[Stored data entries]
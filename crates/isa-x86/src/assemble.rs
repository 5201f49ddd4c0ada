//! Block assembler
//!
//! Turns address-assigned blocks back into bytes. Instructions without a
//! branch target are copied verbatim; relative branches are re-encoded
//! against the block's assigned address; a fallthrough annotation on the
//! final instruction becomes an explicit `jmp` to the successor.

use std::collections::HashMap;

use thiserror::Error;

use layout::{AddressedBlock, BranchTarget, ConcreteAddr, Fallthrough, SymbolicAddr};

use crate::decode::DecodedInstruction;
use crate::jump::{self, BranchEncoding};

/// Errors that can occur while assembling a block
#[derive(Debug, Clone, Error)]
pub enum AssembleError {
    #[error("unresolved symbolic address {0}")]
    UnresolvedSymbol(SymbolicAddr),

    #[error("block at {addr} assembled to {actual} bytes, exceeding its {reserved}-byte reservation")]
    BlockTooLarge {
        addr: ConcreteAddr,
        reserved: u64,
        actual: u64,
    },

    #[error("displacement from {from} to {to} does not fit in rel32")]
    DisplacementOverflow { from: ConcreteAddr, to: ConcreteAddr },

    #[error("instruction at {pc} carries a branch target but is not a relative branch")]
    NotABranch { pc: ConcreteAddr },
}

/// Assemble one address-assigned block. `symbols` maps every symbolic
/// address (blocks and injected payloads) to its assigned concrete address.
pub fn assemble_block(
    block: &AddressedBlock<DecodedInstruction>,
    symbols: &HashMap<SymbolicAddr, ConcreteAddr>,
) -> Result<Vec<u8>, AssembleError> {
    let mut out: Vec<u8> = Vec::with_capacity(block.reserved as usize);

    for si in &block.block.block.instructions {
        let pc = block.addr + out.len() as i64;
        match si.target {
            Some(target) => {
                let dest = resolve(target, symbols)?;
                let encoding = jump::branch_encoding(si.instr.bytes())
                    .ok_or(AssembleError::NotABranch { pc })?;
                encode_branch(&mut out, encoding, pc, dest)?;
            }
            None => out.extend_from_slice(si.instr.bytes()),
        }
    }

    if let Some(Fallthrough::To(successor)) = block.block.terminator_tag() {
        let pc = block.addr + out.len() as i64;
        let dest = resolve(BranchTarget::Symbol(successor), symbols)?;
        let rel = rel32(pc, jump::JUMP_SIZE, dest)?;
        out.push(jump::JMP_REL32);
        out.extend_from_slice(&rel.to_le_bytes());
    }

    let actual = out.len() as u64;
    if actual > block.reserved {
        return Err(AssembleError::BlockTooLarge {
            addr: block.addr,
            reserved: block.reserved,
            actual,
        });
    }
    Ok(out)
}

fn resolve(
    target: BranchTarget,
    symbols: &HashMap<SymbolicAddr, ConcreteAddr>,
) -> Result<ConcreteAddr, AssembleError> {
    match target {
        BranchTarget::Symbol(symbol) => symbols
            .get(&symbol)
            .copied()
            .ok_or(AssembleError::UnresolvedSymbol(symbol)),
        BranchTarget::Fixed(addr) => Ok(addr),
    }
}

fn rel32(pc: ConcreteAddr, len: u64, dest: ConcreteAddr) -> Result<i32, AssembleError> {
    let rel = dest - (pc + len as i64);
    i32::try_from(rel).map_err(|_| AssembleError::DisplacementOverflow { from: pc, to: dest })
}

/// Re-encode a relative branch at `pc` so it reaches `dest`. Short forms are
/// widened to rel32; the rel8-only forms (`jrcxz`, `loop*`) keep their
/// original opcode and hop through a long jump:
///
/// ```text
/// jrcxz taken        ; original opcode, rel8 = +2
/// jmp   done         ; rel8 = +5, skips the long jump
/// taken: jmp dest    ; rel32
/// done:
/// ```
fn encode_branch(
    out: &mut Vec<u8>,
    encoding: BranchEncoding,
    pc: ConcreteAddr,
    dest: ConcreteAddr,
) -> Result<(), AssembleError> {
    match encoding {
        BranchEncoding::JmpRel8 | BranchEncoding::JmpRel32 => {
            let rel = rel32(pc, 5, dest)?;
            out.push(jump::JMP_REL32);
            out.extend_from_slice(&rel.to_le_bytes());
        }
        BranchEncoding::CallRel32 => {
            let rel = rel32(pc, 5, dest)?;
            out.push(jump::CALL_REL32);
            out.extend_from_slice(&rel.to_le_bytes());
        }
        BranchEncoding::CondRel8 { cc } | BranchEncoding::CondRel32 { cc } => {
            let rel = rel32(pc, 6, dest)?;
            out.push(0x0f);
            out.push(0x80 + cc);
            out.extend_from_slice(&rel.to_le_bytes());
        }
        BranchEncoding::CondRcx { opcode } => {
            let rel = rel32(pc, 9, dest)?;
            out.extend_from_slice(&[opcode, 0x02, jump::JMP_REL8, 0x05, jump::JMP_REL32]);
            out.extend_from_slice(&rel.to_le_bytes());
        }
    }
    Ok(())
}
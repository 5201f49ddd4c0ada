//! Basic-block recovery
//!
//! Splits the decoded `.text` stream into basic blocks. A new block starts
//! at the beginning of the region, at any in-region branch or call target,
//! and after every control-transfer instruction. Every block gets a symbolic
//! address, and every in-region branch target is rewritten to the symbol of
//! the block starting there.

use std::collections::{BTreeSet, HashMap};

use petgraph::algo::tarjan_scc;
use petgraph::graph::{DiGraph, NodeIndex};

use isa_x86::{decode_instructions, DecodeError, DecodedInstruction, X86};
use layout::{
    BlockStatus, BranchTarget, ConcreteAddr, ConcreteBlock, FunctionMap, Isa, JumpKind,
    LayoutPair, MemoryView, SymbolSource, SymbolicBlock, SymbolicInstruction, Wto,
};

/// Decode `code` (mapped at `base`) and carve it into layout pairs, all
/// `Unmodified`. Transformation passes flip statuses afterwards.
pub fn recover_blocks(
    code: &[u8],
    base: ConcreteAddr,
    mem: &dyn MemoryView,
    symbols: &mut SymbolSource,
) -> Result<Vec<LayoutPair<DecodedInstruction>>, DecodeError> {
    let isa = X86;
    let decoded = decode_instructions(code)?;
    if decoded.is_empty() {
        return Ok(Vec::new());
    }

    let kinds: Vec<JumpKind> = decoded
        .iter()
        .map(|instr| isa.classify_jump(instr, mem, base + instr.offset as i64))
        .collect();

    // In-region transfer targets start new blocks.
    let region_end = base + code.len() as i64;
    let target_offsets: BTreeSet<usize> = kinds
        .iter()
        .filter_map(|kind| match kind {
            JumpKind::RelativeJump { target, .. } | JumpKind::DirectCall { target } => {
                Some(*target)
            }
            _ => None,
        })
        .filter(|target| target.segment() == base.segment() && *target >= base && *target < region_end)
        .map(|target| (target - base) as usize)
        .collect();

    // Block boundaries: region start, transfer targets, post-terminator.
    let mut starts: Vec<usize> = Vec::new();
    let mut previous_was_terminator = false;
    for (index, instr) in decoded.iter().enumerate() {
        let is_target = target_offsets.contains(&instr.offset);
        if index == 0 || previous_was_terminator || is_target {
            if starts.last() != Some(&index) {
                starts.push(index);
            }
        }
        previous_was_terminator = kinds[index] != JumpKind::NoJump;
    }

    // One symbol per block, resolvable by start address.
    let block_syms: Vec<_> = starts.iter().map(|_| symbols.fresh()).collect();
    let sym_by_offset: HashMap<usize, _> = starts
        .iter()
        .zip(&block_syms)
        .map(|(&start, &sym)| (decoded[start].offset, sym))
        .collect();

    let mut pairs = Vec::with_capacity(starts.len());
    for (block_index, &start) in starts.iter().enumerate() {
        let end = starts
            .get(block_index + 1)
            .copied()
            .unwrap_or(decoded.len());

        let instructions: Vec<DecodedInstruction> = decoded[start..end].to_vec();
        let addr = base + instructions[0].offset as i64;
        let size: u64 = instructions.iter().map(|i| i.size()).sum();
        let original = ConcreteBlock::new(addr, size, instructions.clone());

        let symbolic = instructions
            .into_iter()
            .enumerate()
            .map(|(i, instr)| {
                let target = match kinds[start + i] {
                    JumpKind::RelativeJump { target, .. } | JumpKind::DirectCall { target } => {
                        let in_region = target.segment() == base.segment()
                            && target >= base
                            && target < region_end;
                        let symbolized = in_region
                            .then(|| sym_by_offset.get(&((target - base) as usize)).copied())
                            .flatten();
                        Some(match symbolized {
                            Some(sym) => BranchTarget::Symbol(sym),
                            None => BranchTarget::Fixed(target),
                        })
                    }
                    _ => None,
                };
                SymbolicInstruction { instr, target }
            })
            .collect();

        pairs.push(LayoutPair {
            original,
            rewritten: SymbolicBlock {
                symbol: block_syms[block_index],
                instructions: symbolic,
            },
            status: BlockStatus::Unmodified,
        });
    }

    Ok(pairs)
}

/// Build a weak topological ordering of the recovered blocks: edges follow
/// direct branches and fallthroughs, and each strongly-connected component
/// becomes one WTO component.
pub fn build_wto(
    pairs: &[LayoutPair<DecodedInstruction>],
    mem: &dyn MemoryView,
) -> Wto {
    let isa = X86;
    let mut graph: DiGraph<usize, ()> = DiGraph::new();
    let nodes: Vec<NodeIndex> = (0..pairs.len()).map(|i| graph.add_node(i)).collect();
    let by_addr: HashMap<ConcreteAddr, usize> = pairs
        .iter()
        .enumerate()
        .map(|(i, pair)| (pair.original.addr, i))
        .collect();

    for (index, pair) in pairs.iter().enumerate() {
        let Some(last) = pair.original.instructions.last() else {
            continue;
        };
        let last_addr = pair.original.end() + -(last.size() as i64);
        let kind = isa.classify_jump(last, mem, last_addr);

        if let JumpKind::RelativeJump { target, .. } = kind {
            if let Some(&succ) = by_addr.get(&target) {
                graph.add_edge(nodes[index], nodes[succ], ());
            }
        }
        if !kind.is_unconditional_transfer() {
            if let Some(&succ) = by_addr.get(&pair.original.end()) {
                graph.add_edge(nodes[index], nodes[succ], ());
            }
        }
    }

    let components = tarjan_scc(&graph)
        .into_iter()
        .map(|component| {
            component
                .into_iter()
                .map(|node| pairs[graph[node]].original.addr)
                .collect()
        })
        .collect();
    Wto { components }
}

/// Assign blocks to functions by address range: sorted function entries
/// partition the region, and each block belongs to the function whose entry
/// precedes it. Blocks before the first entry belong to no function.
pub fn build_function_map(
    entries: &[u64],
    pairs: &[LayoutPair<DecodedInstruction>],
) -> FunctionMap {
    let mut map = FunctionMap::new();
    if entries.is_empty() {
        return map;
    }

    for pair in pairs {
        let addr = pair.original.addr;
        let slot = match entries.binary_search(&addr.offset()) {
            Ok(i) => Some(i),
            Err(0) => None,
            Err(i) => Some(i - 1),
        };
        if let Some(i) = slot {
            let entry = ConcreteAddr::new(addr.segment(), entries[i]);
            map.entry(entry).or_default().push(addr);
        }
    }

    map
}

◆ **WORK TO COMPLETE**
Nothing but the lines above from the one containing "let mut pairs" through the one containing "let mut graph: DiGraph<usize, ()>" should appear in the answer, each repeated exactly.

◆ **EXPECTED OUTPUT**
    let mut pairs = Vec::with_capacity(starts.len());
    for (block_index, &start) in starts.iter().enumerate() {
        let end = starts
            .get(block_index + 1)
            .copied()
            .unwrap_or(decoded.len());

        let instructions: Vec<DecodedInstruction> = decoded[start..end].to_vec();
        let addr = base + instructions[0].offset as i64;
        let size: u64 = instructions.iter().map(|i| i.size()).sum();
        let original = ConcreteBlock::new(addr, size, instructions.clone());

        let symbolic = instructions
            .into_iter()
            .enumerate()
            .map(|(i, instr)| {
                let target = match kinds[start + i] {
                    JumpKind::RelativeJump { target, .. } | JumpKind::DirectCall { target } => {
                        let in_region = target.segment() == base.segment()
                            && target >= base
                            && target < region_end;
                        let symbolized = in_region
                            .then(|| sym_by_offset.get(&((target - base) as usize)).copied())
                            .flatten();
                        Some(match symbolized {
                            Some(sym) => BranchTarget::Symbol(sym),
                            None => BranchTarget::Fixed(target),
                        })
                    }
                    _ => None,
                };
                SymbolicInstruction { instr, target }
            })
            .collect();

        pairs.push(LayoutPair {
            original,
            rewritten: SymbolicBlock {
                symbol: block_syms[block_index],
                instructions: symbolic,
            },
            status: BlockStatus::Unmodified,
        });
    }

    Ok(pairs)
}

/// Build a weak topological ordering of the recovered blocks: edges follow
/// direct branches and fallthroughs, and each strongly-connected component
/// becomes one WTO component.
pub fn build_wto(
    pairs: &[LayoutPair<DecodedInstruction>],
    mem: &dyn MemoryView,
) -> Wto {
    let isa = X86;
    let mut graph: DiGraph<usize, ()> = DiGraph::new();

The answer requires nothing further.